* **Records for the exercise**:

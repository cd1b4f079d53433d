//! On-disk layout of one checkpoint directory.
//!
//! ```text
//! <dir>/
//!   policy.bin             burn BinFileRecorder, full precision
//!   algorithm_state.json   config and counters
//! ```

use burn::module::Module;
use burn::record::{BinFileRecorder, FullPrecisionSettings};
use burn::tensor::backend::Backend;
use serde::{Deserialize, Serialize};
use std::fs;
use std::io;
use std::path::{Path, PathBuf};

use crate::config::AlgorithmConfig;

/// Policy weights file stem; the recorder appends `.bin`.
pub const POLICY_FILE: &str = "policy";
/// Algorithm state file.
pub const STATE_FILE: &str = "algorithm_state.json";

/// Error type for checkpointing operations.
#[derive(Debug)]
pub enum CheckpointError {
    /// IO error during save/load.
    Io(io::Error),
    /// Burn recorder error.
    Recorder(String),
    /// State file could not be (de)serialized.
    Json(String),
    /// Expected file or directory does not exist.
    Missing(PathBuf),
    /// Checkpoint belongs to a different algorithm or model shape.
    Incompatible(String),
    /// No checkpoints found.
    NoCheckpoints,
}

impl std::fmt::Display for CheckpointError {
    fn fmt(&self, f: &mut std::fmt::Formatter<'_>) -> std::fmt::Result {
        match self {
            CheckpointError::Io(e) => write!(f, "IO error: {}", e),
            CheckpointError::Recorder(e) => write!(f, "Recorder error: {}", e),
            CheckpointError::Json(e) => write!(f, "JSON error: {}", e),
            CheckpointError::Missing(p) => write!(f, "missing {}", p.display()),
            CheckpointError::Incompatible(e) => write!(f, "incompatible checkpoint: {}", e),
            CheckpointError::NoCheckpoints => write!(f, "No checkpoints found"),
        }
    }
}

impl std::error::Error for CheckpointError {
    fn source(&self) -> Option<&(dyn std::error::Error + 'static)> {
        match self {
            CheckpointError::Io(e) => Some(e),
            _ => None,
        }
    }
}

impl From<io::Error> for CheckpointError {
    fn from(e: io::Error) -> Self {
        CheckpointError::Io(e)
    }
}

/// Everything besides the weights needed to resume.
#[derive(Debug, Clone, PartialEq, Serialize, Deserialize)]
pub struct AlgorithmState {
    pub algo: String,
    pub iteration: usize,
    pub timesteps_total: usize,
    pub episodes_total: usize,
    pub config: AlgorithmConfig,
}

/// Path of the policy file inside `dir`.
pub fn policy_path(dir: &Path) -> PathBuf {
    dir.join(POLICY_FILE).with_extension("bin")
}

/// Save `model` to `<dir>/policy.bin`, creating `dir`.
pub fn save_policy<B: Backend, M: Module<B>>(model: &M, dir: &Path) -> Result<PathBuf, CheckpointError> {
    fs::create_dir_all(dir)?;
    let recorder = BinFileRecorder::<FullPrecisionSettings>::new();
    model
        .clone()
        .save_file(dir.join(POLICY_FILE), &recorder)
        .map_err(|e| CheckpointError::Recorder(e.to_string()))?;
    Ok(policy_path(dir))
}

/// Load `<dir>/policy.bin` into `template`.
pub fn load_policy<B: Backend, M: Module<B>>(
    template: M,
    dir: &Path,
    device: &B::Device,
) -> Result<M, CheckpointError> {
    let path = policy_path(dir);
    if !path.exists() {
        return Err(CheckpointError::Missing(path));
    }
    let recorder = BinFileRecorder::<FullPrecisionSettings>::new();
    template
        .load_file(dir.join(POLICY_FILE), &recorder, device)
        .map_err(|e| CheckpointError::Recorder(e.to_string()))
}

/// Write `<dir>/algorithm_state.json`, creating `dir`.
pub fn write_state(dir: &Path, state: &AlgorithmState) -> Result<(), CheckpointError> {
    fs::create_dir_all(dir)?;
    let json = serde_json::to_string_pretty(state).map_err(|e| CheckpointError::Json(e.to_string()))?;
    fs::write(dir.join(STATE_FILE), json)?;
    Ok(())
}

/// Read `<dir>/algorithm_state.json`.
pub fn read_state(dir: &Path) -> Result<AlgorithmState, CheckpointError> {
    let path = dir.join(STATE_FILE);
    if !path.exists() {
        return Err(CheckpointError::Missing(path));
    }
    let text = fs::read_to_string(&path)?;
    serde_json::from_str(&text).map_err(|e| CheckpointError::Json(e.to_string()))
}

#[cfg(test)]
mod tests {
    use super::*;
    use crate::algorithms::model::{batch_tensor, read_floats, ActorCriticConfig};
    use crate::config::PPOConfig;
    use burn::backend::NdArray;
    use tempfile::tempdir;

    type B = NdArray<f32>;

    #[test]
    fn test_policy_roundtrip() {
        let dir = tempdir().unwrap();
        let device = Default::default();
        let shape = ActorCriticConfig::new(4, 2, vec![8]);
        let model = shape.init::<B>(&device);

        let path = save_policy(&model, dir.path()).unwrap();
        assert_eq!(path, dir.path().join("policy.bin"));
        assert!(path.exists());

        let restored = load_policy(shape.init::<B>(&device), dir.path(), &device).unwrap();
        let obs = batch_tensor::<B>(&[0.1, 0.2, -0.1, 0.0], 4, &device);
        assert_eq!(
            read_floats(model.values(obs.clone())).unwrap(),
            read_floats(restored.values(obs)).unwrap()
        );
    }

    #[test]
    fn test_state_roundtrip() {
        let dir = tempdir().unwrap();
        let state = AlgorithmState {
            algo: "PPO".to_string(),
            iteration: 3,
            timesteps_total: 6000,
            episodes_total: 250,
            config: PPOConfig::new().environment("CartPole-v1"),
        };
        write_state(dir.path(), &state).unwrap();
        assert_eq!(read_state(dir.path()).unwrap(), state);
    }

    #[test]
    fn test_missing_files() {
        let dir = tempdir().unwrap();
        assert!(matches!(read_state(dir.path()), Err(CheckpointError::Missing(_))));

        let device = Default::default();
        let template = ActorCriticConfig::new(4, 2, vec![8]).init::<B>(&device);
        assert!(matches!(
            load_policy(template, dir.path(), &device),
            Err(CheckpointError::Missing(_))
        ));
    }
}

* **What needs to be done**:
Check every line of the data above for the string "model", and copy those that have it.

* **Task response**:
    /// Checkpoint belongs to a different algorithm or model shape.
/// Save `model` to `<dir>/policy.bin`, creating `dir`.
pub fn save_policy<B: Backend, M: Module<B>>(model: &M, dir: &Path) -> Result<PathBuf, CheckpointError> {
    model
    use crate::algorithms::model::{batch_tensor, read_floats, ActorCriticConfig};
        let model = shape.init::<B>(&device);
        let path = save_policy(&model, dir.path()).unwrap();
            read_floats(model.values(obs.clone())).unwrap(),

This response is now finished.